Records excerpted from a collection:

####

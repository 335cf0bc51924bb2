// LLM prompt constants for challenge generation.
//
// The document template interpolates `sections::SECTION_HEADERS`, so the
// prompt and the section parser share one source of truth for the document
// shape.

use crate::sections::SECTION_HEADERS;

/// System prompt — Markdown document only, in the canonical shape.
pub const CHALLENGE_SYSTEM: &str =
    "You are an expert technical interviewer designing take-home coding \
    challenges. Produce a single Markdown document and nothing else. \
    Do NOT wrap the document in code fences. \
    Do NOT include commentary before or after the document.";

/// Challenge generation prompt template.
/// Replace: {section_headers}, {job_offer}, {config_json}, {issue_description}
const CHALLENGE_PROMPT_TEMPLATE: &str = r#"Design a take-home coding challenge for the role described below.

The document MUST contain exactly these six section headers, verbatim, in this order:
{section_headers}

Rules:
- Ground every requirement in the job offer and the technology profile below.
- Scope the challenge to 4-8 hours of focused work for the stated seniority.
- Requirements must be concrete and verifiable; the rubric must total 100%.
- Write in the output_language from the profile (default English).

TECHNOLOGY PROFILE:
{config_json}

ISSUE DESCRIPTION from the hiring team (may be empty):
{issue_description}

JOB OFFER:
{job_offer}"#;

/// Fills the template. The job offer is interpolated last so a truncated
/// offer cannot clobber other placeholders.
pub fn fill_challenge_prompt(job_offer: &str, config_json: &str, issue_description: &str) -> String {
    CHALLENGE_PROMPT_TEMPLATE
        .replace("{section_headers}", &SECTION_HEADERS.join("\n"))
        .replace("{config_json}", config_json)
        .replace("{issue_description}", issue_description)
        .replace("{job_offer}", job_offer)
}
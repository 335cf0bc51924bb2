// File Text Extraction — cracks an uploaded job posting (PDF or text-like)
// into plain text plus extraction metadata. Validation failures and parser
// failures are reported in the response body; this boundary never throws.

pub mod handlers;
pub mod parse;
//! Core type definitions for the graph store

use serde::{Deserialize, Serialize};
use std::fmt;

/// Declared orientation capability of a store, fixed for its whole lifetime
///
/// The type decides which adjacency structures every node record carries
/// and which edge orientations `GraphStore::add_edge` accepts.
#[derive(Debug, Clone, Copy, PartialEq, Eq, Hash, Serialize, Deserialize)]
#[serde(rename_all = "lowercase")]
pub enum GraphType {
    Directed,
    Undirected,
    Mixed,
}

impl GraphType {
    /// Whether an edge of the given orientation can live in a store of this type
    pub fn supports(&self, undirected: bool) -> bool {
        match self {
            GraphType::Directed => !undirected,
            GraphType::Undirected => undirected,
            GraphType::Mixed => true,
        }
    }

    pub fn is_mixed(&self) -> bool {
        matches!(self, GraphType::Mixed)
    }
}

impl fmt::Display for GraphType {
    fn fmt(&self, f: &mut fmt::Formatter<'_>) -> fmt::Result {
        let name = match self {
            GraphType::Directed => "directed",
            GraphType::Undirected => "undirected",
            GraphType::Mixed => "mixed",
        };
        write!(f, "{}", name)
    }
}

/// Stable arena handle for a node
#[derive(Debug, Clone, Copy, PartialEq, Eq, Hash, Serialize, Deserialize, PartialOrd, Ord)]
pub struct NodeId(pub u64);

impl NodeId {
    pub fn new(id: u64) -> Self {
        NodeId(id)
    }

    pub fn as_u64(&self) -> u64 {
        self.0
    }
}

impl fmt::Display for NodeId {
    fn fmt(&self, f: &mut fmt::Formatter<'_>) -> fmt::Result {
        write!(f, "NodeId({})", self.0)
    }
}

impl From<u64> for NodeId {
    fn from(id: u64) -> Self {
        NodeId(id)
    }
}

/// Stable arena handle for an edge
#[derive(Debug, Clone, Copy, PartialEq, Eq, Hash, Serialize, Deserialize, PartialOrd, Ord)]
pub struct EdgeId(pub u64);

impl EdgeId {
    pub fn new(id: u64) -> Self {
        EdgeId(id)
    }

    pub fn as_u64(&self) -> u64 {
        self.0
    }
}

impl fmt::Display for EdgeId {
    fn fmt(&self, f: &mut fmt::Formatter<'_>) -> fmt::Result {
        write!(f, "EdgeId({})", self.0)
    }
}

impl From<u64> for EdgeId {
    fn from(id: u64) -> Self {
        EdgeId(id)
    }
}

#[cfg(test)]
mod tests {
    use super::*;

    #[test]
    fn test_graph_type_capabilities() {
        assert!(GraphType::Directed.supports(false));
        assert!(!GraphType::Directed.supports(true));
        assert!(GraphType::Undirected.supports(true));
        assert!(!GraphType::Undirected.supports(false));
        assert!(GraphType::Mixed.supports(true));
        assert!(GraphType::Mixed.supports(false));
    }

    #[test]
    fn test_graph_type_display() {
        assert_eq!(format!("{}", GraphType::Mixed), "mixed");
        assert_eq!(format!("{}", GraphType::Directed), "directed");
    }

    #[test]
    fn test_node_id() {
        let id = NodeId::new(42);
        assert_eq!(id.as_u64(), 42);
        assert_eq!(format!("{}", id), "NodeId(42)");

        let id2: NodeId = 100.into();
        assert_eq!(id2.as_u64(), 100);
    }

    #[test]
    fn test_edge_id() {
        let id = EdgeId::new(99);
        assert_eq!(id.as_u64(), 99);
        assert_eq!(format!("{}", id), "EdgeId(99)");
    }

    #[test]
    fn test_graph_type_serde() {
        assert_eq!(
            serde_json::to_string(&GraphType::Undirected).unwrap(),
            "\"undirected\""
        );
        let parsed: GraphType = serde_json::from_str("\"mixed\"").unwrap();
        assert_eq!(parsed, GraphType::Mixed);
    }
}
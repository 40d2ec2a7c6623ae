//! Serialization contracts between live records and the interchange format
//!
//! Everything here is pure: serializers copy attribute maps instead of
//! aliasing them, and validators never mutate their input. Validators run
//! against untrusted `serde_json::Value`s before anything is admitted into
//! a store.
//!
//! Wire convention: an empty attribute map is omitted from the serialized
//! form rather than written as an empty placeholder. The reverse direction
//! treats an absent map and a `null` map the same way ("no attributes"),
//! so round-tripping is semantically exact but not byte-exact.

use crate::attributes::AttributeMap;
use crate::edge::EdgeRecord;
use crate::error::InvalidInput;
use crate::node::NodeRecord;
use crate::types::GraphType;
use serde::{Deserialize, Serialize};
use serde_json::Value;

/// Interchange form of a node
#[derive(Debug, Clone, PartialEq, Serialize, Deserialize)]
pub struct SerializedNode {
    pub key: String,

    #[serde(default, skip_serializing_if = "Option::is_none")]
    pub attributes: Option<AttributeMap>,
}

/// Interchange form of an edge
#[derive(Debug, Clone, PartialEq, Serialize, Deserialize)]
pub struct SerializedEdge {
    pub key: String,
    pub source: String,
    pub target: String,

    #[serde(default, skip_serializing_if = "Option::is_none")]
    pub attributes: Option<AttributeMap>,

    /// Present (and `true`) only for undirected edges of a mixed store;
    /// pure-orientation stores omit it as redundant with the store type
    #[serde(default, skip_serializing_if = "Option::is_none")]
    pub undirected: Option<bool>,
}

fn copied_attributes(attributes: &AttributeMap) -> Option<AttributeMap> {
    if attributes.is_empty() {
        None
    } else {
        Some(attributes.clone())
    }
}

/// Formats a node record into its interchange form
pub fn serialize_node(key: &str, record: &NodeRecord) -> SerializedNode {
    SerializedNode {
        key: key.to_string(),
        attributes: copied_attributes(&record.attributes),
    }
}

/// Formats an edge record into its interchange form.
///
/// Endpoint records are passed in resolved because edge records hold arena
/// handles, not keys.
pub fn serialize_edge(
    graph_type: GraphType,
    key: &str,
    record: &EdgeRecord,
    source: &NodeRecord,
    target: &NodeRecord,
) -> SerializedEdge {
    SerializedEdge {
        key: key.to_string(),
        source: source.key().to_string(),
        target: target.key().to_string(),
        attributes: copied_attributes(&record.attributes),
        undirected: if graph_type.is_mixed() && record.undirected() {
            Some(true)
        } else {
            None
        },
    }
}

fn validate_attributes(object: &serde_json::Map<String, Value>) -> Result<(), InvalidInput> {
    match object.get("attributes") {
        None | Some(Value::Object(_)) => Ok(()),
        Some(_) => Err(InvalidInput::InvalidAttributes),
    }
}

/// Checks whether the given untrusted value is a serialized node
pub fn validate_serialized_node(value: &Value) -> Result<(), InvalidInput> {
    let object = value.as_object().ok_or(InvalidInput::NotPlainObject)?;

    if !object.contains_key("key") {
        return Err(InvalidInput::MissingKey);
    }

    validate_attributes(object)
}

/// Checks whether the given untrusted value is a serialized edge.
///
/// Source and target are checked independently so the failure reasons stay
/// distinguishable.
pub fn validate_serialized_edge(value: &Value) -> Result<(), InvalidInput> {
    let object = value.as_object().ok_or(InvalidInput::NotPlainObject)?;

    if !object.contains_key("source") {
        return Err(InvalidInput::MissingSource);
    }

    if !object.contains_key("target") {
        return Err(InvalidInput::MissingTarget);
    }

    validate_attributes(object)?;

    match object.get("undirected") {
        None | Some(Value::Bool(_)) => Ok(()),
        Some(_) => Err(InvalidInput::InvalidUndirectedness),
    }
}
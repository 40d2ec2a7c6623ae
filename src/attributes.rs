//! Attribute values carried by nodes and edges
//!
//! The store treats attribute maps as opaque user data: it never inspects
//! them beyond "present or empty" during serialization. Values use an
//! untagged representation so maps round-trip as plain JSON objects in the
//! interchange format.

use indexmap::IndexMap;
use serde::{Deserialize, Serialize};
use std::fmt;

/// User-supplied key/value mapping attached to a node or an edge.
///
/// Insertion order is preserved, mirroring the interchange format's
/// plain-object semantics.
pub type AttributeMap = IndexMap<String, AttributeValue>;

/// A single attribute value
#[derive(Debug, Clone, PartialEq, Serialize, Deserialize)]
#[serde(untagged)]
pub enum AttributeValue {
    String(String),
    Integer(i64),
    Float(f64),
    Boolean(bool),
    Array(Vec<AttributeValue>),
    Map(IndexMap<String, AttributeValue>),
    Null,
}

impl AttributeValue {
    /// Check if value is null
    pub fn is_null(&self) -> bool {
        matches!(self, AttributeValue::Null)
    }

    /// Get string value if this is a string
    pub fn as_str(&self) -> Option<&str> {
        match self {
            AttributeValue::String(s) => Some(s),
            _ => None,
        }
    }

    /// Get integer value if this is an integer
    pub fn as_integer(&self) -> Option<i64> {
        match self {
            AttributeValue::Integer(i) => Some(*i),
            _ => None,
        }
    }

    /// Get float value if this is a float
    pub fn as_float(&self) -> Option<f64> {
        match self {
            AttributeValue::Float(f) => Some(*f),
            _ => None,
        }
    }

    /// Get boolean value if this is a boolean
    pub fn as_boolean(&self) -> Option<bool> {
        match self {
            AttributeValue::Boolean(b) => Some(*b),
            _ => None,
        }
    }

    /// Get array value if this is an array
    pub fn as_array(&self) -> Option<&[AttributeValue]> {
        match self {
            AttributeValue::Array(values) => Some(values),
            _ => None,
        }
    }

    /// Get map value if this is a map
    pub fn as_map(&self) -> Option<&IndexMap<String, AttributeValue>> {
        match self {
            AttributeValue::Map(map) => Some(map),
            _ => None,
        }
    }

    /// Get type name as string
    pub fn type_name(&self) -> &'static str {
        match self {
            AttributeValue::String(_) => "String",
            AttributeValue::Integer(_) => "Integer",
            AttributeValue::Float(_) => "Float",
            AttributeValue::Boolean(_) => "Boolean",
            AttributeValue::Array(_) => "Array",
            AttributeValue::Map(_) => "Map",
            AttributeValue::Null => "Null",
        }
    }
}

impl fmt::Display for AttributeValue {
    fn fmt(&self, f: &mut fmt::Formatter<'_>) -> fmt::Result {
        match self {
            AttributeValue::String(s) => write!(f, "\"{}\"", s),
            AttributeValue::Integer(i) => write!(f, "{}", i),
            AttributeValue::Float(fl) => write!(f, "{}", fl),
            AttributeValue::Boolean(b) => write!(f, "{}", b),
            AttributeValue::Array(values) => {
                write!(f, "[")?;
                for (i, value) in values.iter().enumerate() {
                    if i > 0 {
                        write!(f, ", ")?;
                    }
                    write!(f, "{}", value)?;
                }
                write!(f, "]")
            }
            AttributeValue::Map(map) => {
                write!(f, "{{")?;
                for (i, (key, value)) in map.iter().enumerate() {
                    if i > 0 {
                        write!(f, ", ")?;
                    }
                    write!(f, "{}: {}", key, value)?;
                }
                write!(f, "}}")
            }
            AttributeValue::Null => write!(f, "null"),
        }
    }
}

impl From<&str> for AttributeValue {
    fn from(s: &str) -> Self {
        AttributeValue::String(s.to_string())
    }
}

impl From<String> for AttributeValue {
    fn from(s: String) -> Self {
        AttributeValue::String(s)
    }
}

impl From<i64> for AttributeValue {
    fn from(i: i64) -> Self {
        AttributeValue::Integer(i)
    }
}

impl From<f64> for AttributeValue {
    fn from(f: f64) -> Self {
        AttributeValue::Float(f)
    }
}

impl From<bool> for AttributeValue {
    fn from(b: bool) -> Self {
        AttributeValue::Boolean(b)
    }
}

impl From<Vec<AttributeValue>> for AttributeValue {
    fn from(values: Vec<AttributeValue>) -> Self {
        AttributeValue::Array(values)
    }
}

#[cfg(test)]
mod tests {
    use super::*;

    #[test]
    fn test_untagged_serialization() {
        assert_eq!(
            serde_json::to_string(&AttributeValue::from("red")).unwrap(),
            "\"red\""
        );
        assert_eq!(serde_json::to_string(&AttributeValue::from(5i64)).unwrap(), "5");
        assert_eq!(
            serde_json::to_string(&AttributeValue::from(true)).unwrap(),
            "true"
        );
        assert_eq!(
            serde_json::to_string(&AttributeValue::Null).unwrap(),
            "null"
        );
    }

    #[test]
    fn test_map_serializes_as_plain_object() {
        let mut attributes = AttributeMap::new();
        attributes.insert("color".to_string(), "red".into());
        attributes.insert("weight".to_string(), 3i64.into());

        let json = serde_json::to_string(&attributes).unwrap();
        assert_eq!(json, r#"{"color":"red","weight":3}"#);
    }

    #[test]
    fn test_untagged_deserialization() {
        let value: AttributeValue = serde_json::from_str("4.5").unwrap();
        assert_eq!(value.as_float(), Some(4.5));

        let value: AttributeValue = serde_json::from_str("12").unwrap();
        assert_eq!(value.as_integer(), Some(12));

        let value: AttributeValue = serde_json::from_str(r#"{"a":[1,2]}"#).unwrap();
        let inner = value.as_map().unwrap();
        assert_eq!(inner["a"].as_array().unwrap().len(), 2);
    }

    #[test]
    fn test_accessors() {
        let value = AttributeValue::from("hello");
        assert_eq!(value.as_str(), Some("hello"));
        assert_eq!(value.as_integer(), None);
        assert_eq!(value.type_name(), "String");
        assert!(!value.is_null());
    }
}
async fn raft_append(State(node): State<AppState>, body: Bytes) -> Response {
    let req: AppendEntriesRequest = match bincode::deserialize(&body) {
        Ok(req) => req,
        Err(_) => return StatusCode::BAD_REQUEST.into_response(),
    };
    match node.raft().handle_append_entries(req).await {
        Ok(resp) => bincode_response(&resp),
        Err(e) => map_error(&node, e, None).into_response(),
    }
}

async fn raft_snapshot(State(node): State<AppState>, body: Bytes) -> Response {
    let req: InstallSnapshotRequest = match bincode::deserialize(&body) {
        Ok(req) => req,
        Err(_) => return StatusCode::BAD_REQUEST.into_response(),
    };
    match node.raft().handle_install_snapshot(req).await {
        Ok(resp) => bincode_response(&resp),
        Err(e) => map_error(&node, e, None).into_response(),
    }
}

async fn raft_read_index(State(node): State<AppState>) -> Response {
    match node.handle_read_index().await {
        Ok(read_index) => bincode_response(&read_index),
        Err(Error::NotLeader { .. }) => StatusCode::CONFLICT.into_response(),
        Err(e) => map_error(&node, e, None).into_response(),
    }
}

async fn put_blob(
    State(node): State<AppState>,
    Path(blob_id): Path<String>,
    body: Bytes,
) -> Response {
    match node.handle_put_blob(&blob_id, body).await {
        Ok(()) => StatusCode::OK.into_response(),
        Err(e) => map_error(&node, e, None).into_response(),
    }
}

async fn get_blob(State(node): State<AppState>, Path(blob_id): Path<String>) -> Response {
    match node.handle_get_blob(&blob_id).await {
        Ok(bytes) => bytes.into_response(),
        Err(e) => map_error(&node, e, None).into_response(),
    }
}

fn bincode_response<T: serde::Serialize>(value: &T) -> Response {
    match bincode::serialize(value) {
        Ok(bytes) => bytes.into_response(),
        Err(_) => StatusCode::INTERNAL_SERVER_ERROR.into_response(),
    }
}

// ----------------------------------------------------------------------

/// The full routing table: client API plus the token-gated internal
/// endpoints. The internal side has no body limit, since AppendEntries
/// may bundle large entries and snapshots arrive whole.
pub fn router(node: Arc<ConfmanNode>) -> Router {
    let max_value = node.config().blob_store.max_blob_size_bytes as usize;

    let internal = Router::new()
        .route(VOTE_PATH, post(raft_vote))
        .route(APPEND_PATH, post(raft_append))
        .route(SNAPSHOT_PATH, post(raft_snapshot))
        .route(READ_INDEX_PATH, get(raft_read_index))
        .route("/internal/blobs/:id", put(put_blob).get(get_blob))
        .layer(middleware::from_fn_with_state(
            Arc::clone(&node),
            require_cluster_token,
        ))
        .layer(DefaultBodyLimit::disable());

    let api = Router::new()
        .route("/api/v1/cluster/status", get(cluster_status))
        .route("/api/v1/namespaces", get(list_namespaces))
        .route(
            "/api/v1/namespaces/:ns",
            get(get_namespace)
                .put(put_namespace)
                .delete(delete_namespace),
        )
        .route("/api/v1/namespaces/:ns/config", get(list_configs))
        .route(
            "/api/v1/namespaces/:ns/config/:key",
            get(get_config).put(put_config).delete(delete_config),
        )
        .route("/api/v1/namespaces/:ns/audit", get(list_audit))
        .layer(DefaultBodyLimit::max(max_value.saturating_add(1024 * 1024)));

    Router::new()
        .route("/health", get(health))
        .route("/health/ready", get(health_ready))
        .merge(api)
        .merge(internal)
        .layer(tower_http::trace::TraceLayer::new_for_http())
        .with_state(node)
}
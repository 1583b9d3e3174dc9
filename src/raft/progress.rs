use crate::{LogIndex, NodeId};
use std::collections::HashMap;
use std::time::Instant;

/// Leader-side replication state for one follower.
#[derive(Debug)]
pub struct Progress {
    /// Next log index to send.
    pub next_index: LogIndex,
    /// Highest index known durably replicated on the follower.
    pub match_index: LogIndex,
    /// One outstanding RPC per follower; further sends wait for the result.
    pub inflight: bool,
    /// Sequence number of the last request this follower acknowledged.
    pub acked_seq: u64,
    pub last_ack: Option<Instant>,
}

impl Progress {
    fn new(last_index: LogIndex) -> Progress {
        Progress {
            next_index: last_index + 1,
            match_index: 0,
            inflight: false,
            acked_seq: 0,
            last_ack: None,
        }
    }
}

/// All followers' progress, reinitialized on every election win.
#[derive(Debug)]
pub struct ProgressSet {
    followers: HashMap<NodeId, Progress>,
}

impl ProgressSet {
    pub fn new(peers: &[NodeId], last_index: LogIndex) -> ProgressSet {
        ProgressSet {
            followers: peers.iter().map(|p| (*p, Progress::new(last_index))).collect(),
        }
    }

    pub fn get_mut(&mut self, peer: NodeId) -> Option<&mut Progress> {
        self.followers.get_mut(&peer)
    }

    pub fn peers(&self) -> impl Iterator<Item = NodeId> + '_ {
        self.followers.keys().copied()
    }

    /// Highest `N` such that a majority of the cluster (followers plus the
    /// leader itself) has durably stored the log through `N`.
    pub fn quorum_match(&self, leader_durable: LogIndex, majority: usize) -> LogIndex {
        let mut matches: Vec<LogIndex> = self
            .followers
            .values()
            .map(|p| p.match_index)
            .chain(std::iter::once(leader_durable))
            .collect();
        matches.sort_unstable_by(|a, b| b.cmp(a));
        matches.get(majority - 1).copied().unwrap_or(0)
    }

    /// Followers heard from (successfully) since `cutoff`, plus the leader.
    pub fn reachable_since(&self, cutoff: Instant) -> usize {
        1 + self
            .followers
            .values()
            .filter(|p| p.last_ack.map_or(false, |t| t >= cutoff))
            .count()
    }

    /// Number of followers whose latest ack covers `seq`, plus the leader.
    pub fn acks_at_or_after(&self, seq: u64) -> usize {
        1 + self
            .followers
            .values()
            .filter(|p| p.acked_seq >= seq)
            .count()
    }
}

####

From the data above, show each line that contains "coding".

    "You are an expert technical interviewer designing take-home coding \
const CHALLENGE_PROMPT_TEMPLATE: &str = r#"Design a take-home coding challenge for the role described below.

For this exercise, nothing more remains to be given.